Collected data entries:
——————————

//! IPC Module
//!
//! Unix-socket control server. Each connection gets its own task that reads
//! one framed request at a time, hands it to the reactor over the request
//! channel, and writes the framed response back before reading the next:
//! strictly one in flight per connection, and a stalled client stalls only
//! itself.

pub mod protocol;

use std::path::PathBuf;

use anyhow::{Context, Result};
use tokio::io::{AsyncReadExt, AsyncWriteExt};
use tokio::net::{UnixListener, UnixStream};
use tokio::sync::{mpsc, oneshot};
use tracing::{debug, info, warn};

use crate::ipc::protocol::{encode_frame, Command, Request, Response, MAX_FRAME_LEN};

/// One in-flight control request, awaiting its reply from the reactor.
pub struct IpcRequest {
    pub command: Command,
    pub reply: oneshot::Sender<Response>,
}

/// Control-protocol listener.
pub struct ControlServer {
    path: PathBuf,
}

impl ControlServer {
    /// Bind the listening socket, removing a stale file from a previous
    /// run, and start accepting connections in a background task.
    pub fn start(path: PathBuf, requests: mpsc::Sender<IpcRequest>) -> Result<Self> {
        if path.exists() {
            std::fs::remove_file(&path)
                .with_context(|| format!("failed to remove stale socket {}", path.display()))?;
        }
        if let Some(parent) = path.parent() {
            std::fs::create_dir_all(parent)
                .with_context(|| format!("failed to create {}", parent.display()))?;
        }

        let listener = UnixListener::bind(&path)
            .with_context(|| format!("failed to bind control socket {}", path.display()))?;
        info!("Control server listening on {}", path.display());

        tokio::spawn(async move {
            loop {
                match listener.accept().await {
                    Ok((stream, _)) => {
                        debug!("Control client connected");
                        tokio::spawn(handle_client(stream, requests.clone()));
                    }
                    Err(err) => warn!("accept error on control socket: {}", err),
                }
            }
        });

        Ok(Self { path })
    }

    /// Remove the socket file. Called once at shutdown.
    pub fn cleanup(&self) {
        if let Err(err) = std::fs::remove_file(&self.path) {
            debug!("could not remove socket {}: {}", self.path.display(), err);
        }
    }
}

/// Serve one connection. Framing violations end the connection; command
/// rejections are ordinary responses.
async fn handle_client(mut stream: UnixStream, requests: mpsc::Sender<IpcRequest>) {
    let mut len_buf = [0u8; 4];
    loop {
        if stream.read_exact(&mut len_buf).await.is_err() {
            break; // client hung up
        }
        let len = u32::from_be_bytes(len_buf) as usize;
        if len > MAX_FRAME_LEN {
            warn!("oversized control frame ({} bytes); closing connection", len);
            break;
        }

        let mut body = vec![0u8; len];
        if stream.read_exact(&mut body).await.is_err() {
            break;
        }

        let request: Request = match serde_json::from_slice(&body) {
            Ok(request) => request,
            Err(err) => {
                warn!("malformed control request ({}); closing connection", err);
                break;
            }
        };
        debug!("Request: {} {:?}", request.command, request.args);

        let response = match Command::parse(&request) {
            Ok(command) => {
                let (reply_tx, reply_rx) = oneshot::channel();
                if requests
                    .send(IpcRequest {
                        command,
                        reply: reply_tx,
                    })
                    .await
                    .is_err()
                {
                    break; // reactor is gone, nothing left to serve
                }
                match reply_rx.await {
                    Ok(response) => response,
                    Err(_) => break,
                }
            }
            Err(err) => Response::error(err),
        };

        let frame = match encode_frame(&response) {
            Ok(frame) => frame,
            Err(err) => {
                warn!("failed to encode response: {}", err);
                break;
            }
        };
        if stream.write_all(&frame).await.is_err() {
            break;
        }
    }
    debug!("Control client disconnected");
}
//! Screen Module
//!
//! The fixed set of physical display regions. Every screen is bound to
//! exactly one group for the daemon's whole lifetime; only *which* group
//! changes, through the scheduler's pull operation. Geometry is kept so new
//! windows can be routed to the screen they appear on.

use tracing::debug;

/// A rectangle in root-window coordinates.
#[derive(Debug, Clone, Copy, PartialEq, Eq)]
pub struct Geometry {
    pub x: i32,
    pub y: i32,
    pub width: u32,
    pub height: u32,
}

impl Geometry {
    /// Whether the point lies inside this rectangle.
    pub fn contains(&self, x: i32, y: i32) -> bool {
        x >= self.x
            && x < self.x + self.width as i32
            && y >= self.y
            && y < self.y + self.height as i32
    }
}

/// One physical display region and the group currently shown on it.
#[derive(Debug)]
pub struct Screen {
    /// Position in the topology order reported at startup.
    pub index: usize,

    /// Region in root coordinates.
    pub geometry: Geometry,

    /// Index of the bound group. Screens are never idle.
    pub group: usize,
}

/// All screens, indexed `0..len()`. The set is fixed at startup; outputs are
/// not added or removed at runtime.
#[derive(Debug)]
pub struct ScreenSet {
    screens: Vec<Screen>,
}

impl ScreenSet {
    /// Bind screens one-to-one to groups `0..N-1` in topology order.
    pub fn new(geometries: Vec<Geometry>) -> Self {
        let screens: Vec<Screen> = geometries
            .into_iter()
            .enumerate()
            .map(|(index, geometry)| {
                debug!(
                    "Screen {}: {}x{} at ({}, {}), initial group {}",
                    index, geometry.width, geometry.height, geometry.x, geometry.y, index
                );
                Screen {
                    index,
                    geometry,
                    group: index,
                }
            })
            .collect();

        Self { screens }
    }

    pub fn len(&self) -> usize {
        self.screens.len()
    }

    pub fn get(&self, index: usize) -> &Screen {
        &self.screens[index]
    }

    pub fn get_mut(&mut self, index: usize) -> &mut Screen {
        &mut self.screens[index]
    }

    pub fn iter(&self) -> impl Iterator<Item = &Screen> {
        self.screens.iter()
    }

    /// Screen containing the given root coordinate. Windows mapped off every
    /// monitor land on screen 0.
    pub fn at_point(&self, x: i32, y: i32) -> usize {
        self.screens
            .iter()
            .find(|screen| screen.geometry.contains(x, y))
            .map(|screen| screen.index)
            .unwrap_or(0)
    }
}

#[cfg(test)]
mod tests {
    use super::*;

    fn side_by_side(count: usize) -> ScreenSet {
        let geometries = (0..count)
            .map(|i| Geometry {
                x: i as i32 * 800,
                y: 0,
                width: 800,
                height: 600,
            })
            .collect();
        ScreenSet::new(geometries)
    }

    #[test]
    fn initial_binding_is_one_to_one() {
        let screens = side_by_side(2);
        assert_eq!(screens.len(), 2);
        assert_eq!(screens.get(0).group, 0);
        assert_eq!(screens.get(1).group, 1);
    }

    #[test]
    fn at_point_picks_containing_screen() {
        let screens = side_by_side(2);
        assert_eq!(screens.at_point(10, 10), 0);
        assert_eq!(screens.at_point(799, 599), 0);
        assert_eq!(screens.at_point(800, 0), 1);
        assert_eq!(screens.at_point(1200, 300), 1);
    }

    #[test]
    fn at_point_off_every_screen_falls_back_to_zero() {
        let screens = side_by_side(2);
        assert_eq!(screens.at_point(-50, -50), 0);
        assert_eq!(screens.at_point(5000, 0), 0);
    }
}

——————————

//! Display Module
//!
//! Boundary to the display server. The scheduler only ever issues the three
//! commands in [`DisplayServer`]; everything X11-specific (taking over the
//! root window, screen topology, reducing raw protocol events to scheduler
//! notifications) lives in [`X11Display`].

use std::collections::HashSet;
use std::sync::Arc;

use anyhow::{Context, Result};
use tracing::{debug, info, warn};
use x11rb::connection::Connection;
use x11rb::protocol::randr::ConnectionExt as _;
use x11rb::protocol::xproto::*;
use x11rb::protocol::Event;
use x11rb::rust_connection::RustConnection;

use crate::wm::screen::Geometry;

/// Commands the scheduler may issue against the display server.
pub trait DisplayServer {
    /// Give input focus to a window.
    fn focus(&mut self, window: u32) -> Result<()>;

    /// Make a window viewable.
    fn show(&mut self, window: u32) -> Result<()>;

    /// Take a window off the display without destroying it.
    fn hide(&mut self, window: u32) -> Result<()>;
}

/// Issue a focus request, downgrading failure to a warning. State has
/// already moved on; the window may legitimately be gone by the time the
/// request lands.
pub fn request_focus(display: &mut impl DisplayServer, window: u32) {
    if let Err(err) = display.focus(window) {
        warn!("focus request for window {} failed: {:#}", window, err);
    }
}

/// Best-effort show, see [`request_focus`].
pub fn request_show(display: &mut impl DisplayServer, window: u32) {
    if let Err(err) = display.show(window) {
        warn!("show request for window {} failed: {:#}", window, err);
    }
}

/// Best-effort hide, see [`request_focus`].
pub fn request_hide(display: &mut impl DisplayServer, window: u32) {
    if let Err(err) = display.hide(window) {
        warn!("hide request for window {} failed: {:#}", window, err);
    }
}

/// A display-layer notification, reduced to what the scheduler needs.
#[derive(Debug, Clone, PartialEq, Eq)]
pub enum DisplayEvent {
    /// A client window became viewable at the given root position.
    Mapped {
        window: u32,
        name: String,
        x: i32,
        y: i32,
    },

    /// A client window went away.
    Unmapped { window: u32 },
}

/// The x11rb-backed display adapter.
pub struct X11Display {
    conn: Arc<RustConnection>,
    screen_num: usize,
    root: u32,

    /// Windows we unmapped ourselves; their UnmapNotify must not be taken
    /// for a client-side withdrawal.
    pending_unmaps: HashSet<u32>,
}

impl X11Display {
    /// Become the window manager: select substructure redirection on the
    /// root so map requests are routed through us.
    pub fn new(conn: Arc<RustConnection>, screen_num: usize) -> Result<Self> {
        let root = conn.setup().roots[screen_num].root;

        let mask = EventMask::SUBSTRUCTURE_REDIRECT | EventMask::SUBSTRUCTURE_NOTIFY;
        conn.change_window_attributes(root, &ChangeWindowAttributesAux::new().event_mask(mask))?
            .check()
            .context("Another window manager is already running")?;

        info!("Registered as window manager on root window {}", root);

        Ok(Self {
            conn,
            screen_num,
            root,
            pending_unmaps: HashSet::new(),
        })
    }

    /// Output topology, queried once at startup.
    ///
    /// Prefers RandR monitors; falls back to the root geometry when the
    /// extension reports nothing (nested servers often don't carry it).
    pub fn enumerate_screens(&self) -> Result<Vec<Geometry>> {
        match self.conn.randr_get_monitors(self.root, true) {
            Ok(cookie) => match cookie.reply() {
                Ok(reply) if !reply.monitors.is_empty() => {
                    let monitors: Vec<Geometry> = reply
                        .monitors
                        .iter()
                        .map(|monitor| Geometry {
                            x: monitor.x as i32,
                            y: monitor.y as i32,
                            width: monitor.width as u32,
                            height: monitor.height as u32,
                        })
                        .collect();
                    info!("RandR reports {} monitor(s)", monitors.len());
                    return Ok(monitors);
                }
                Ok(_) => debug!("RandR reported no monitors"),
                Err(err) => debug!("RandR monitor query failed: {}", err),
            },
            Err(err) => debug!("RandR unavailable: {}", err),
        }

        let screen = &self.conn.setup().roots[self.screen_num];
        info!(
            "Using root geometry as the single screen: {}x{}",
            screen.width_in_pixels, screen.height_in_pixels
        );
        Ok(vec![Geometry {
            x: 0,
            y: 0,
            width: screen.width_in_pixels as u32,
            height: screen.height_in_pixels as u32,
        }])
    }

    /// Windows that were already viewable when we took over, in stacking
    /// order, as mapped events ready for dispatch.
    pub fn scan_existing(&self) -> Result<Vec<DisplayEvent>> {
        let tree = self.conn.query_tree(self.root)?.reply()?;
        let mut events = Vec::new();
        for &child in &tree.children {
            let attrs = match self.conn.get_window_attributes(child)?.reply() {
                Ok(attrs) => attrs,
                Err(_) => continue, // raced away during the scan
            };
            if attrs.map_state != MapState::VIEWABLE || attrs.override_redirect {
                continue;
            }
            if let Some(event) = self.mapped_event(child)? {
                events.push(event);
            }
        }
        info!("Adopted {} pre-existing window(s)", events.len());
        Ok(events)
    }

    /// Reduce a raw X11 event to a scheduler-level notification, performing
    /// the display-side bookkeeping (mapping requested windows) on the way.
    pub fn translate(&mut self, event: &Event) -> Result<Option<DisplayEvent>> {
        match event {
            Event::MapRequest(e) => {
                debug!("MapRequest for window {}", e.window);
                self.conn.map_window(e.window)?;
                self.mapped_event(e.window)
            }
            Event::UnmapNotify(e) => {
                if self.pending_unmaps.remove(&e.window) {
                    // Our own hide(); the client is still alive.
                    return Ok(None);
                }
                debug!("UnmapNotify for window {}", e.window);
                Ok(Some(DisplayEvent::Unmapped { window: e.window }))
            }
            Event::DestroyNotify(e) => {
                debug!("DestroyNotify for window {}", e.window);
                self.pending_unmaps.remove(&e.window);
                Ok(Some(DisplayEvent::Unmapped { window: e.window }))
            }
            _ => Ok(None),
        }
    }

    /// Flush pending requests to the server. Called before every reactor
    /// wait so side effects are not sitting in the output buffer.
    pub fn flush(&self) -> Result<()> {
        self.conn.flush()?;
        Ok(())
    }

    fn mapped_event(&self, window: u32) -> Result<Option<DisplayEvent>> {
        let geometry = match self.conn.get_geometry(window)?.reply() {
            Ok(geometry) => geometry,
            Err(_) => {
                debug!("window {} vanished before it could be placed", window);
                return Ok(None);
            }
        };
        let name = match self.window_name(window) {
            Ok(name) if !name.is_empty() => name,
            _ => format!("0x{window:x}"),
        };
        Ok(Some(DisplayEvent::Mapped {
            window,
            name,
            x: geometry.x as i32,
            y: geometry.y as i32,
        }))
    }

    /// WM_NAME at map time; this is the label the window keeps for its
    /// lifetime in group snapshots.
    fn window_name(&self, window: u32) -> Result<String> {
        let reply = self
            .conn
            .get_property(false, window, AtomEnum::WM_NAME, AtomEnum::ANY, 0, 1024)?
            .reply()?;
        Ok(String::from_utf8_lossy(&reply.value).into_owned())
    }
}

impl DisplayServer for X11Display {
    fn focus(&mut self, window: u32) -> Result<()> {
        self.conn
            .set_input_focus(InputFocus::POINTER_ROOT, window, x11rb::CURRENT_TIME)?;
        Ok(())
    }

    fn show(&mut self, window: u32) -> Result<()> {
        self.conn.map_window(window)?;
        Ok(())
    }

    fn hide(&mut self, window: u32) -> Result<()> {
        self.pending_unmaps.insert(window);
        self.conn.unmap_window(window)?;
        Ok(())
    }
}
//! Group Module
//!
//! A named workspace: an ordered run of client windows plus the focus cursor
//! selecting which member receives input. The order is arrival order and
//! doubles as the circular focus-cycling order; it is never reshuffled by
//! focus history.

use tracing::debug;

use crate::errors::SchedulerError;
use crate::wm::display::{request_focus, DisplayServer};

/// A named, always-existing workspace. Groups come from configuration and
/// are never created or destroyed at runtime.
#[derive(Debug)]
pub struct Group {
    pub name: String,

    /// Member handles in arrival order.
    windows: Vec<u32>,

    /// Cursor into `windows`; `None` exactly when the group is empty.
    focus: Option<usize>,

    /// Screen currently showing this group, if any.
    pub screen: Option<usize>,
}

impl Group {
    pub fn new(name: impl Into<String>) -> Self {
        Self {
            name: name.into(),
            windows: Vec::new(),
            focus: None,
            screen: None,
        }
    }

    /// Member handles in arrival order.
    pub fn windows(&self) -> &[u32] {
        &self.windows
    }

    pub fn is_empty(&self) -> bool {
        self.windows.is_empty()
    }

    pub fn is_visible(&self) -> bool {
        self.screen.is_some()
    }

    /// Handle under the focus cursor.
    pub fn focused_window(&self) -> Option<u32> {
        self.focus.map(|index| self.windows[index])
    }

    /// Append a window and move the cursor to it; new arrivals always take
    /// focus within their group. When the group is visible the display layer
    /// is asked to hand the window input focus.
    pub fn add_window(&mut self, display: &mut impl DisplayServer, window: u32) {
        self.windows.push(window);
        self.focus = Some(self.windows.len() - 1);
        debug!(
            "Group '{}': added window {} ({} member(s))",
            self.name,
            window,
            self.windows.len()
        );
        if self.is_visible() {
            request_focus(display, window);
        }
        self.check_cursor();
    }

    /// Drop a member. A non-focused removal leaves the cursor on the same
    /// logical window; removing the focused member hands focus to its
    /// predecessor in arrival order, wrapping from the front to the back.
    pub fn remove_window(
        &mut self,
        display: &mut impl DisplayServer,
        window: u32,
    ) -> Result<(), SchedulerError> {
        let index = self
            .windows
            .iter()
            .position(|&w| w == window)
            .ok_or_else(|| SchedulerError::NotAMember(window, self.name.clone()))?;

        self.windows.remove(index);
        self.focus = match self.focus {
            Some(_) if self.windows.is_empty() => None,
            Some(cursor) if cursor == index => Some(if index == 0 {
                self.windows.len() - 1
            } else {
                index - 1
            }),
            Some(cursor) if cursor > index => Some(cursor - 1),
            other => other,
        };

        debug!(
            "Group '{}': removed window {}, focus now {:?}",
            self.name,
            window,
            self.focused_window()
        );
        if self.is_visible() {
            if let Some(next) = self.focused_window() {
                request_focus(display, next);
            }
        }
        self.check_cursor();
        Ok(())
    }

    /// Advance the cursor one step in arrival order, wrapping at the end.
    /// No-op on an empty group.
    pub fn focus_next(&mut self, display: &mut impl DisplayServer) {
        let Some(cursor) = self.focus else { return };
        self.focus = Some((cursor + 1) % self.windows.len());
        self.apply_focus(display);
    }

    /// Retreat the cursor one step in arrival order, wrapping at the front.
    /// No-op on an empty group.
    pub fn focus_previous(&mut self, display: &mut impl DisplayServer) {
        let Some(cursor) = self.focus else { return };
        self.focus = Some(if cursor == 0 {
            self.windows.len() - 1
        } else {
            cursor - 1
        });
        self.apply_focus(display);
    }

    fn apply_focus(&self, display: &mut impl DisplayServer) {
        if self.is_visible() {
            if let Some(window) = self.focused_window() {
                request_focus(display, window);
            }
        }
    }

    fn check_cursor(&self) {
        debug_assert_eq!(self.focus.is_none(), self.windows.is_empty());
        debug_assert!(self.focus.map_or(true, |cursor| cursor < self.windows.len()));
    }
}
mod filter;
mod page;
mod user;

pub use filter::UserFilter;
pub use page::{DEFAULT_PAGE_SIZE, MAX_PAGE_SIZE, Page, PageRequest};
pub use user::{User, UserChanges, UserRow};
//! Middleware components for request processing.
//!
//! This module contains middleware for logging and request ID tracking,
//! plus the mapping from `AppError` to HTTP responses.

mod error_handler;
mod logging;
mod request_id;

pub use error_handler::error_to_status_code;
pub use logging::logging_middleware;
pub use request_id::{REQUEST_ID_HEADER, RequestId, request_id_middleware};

——————————

Your task: Count each line above in which the string "DestroyNotify" appears, then state only the total.

Exercise response: 2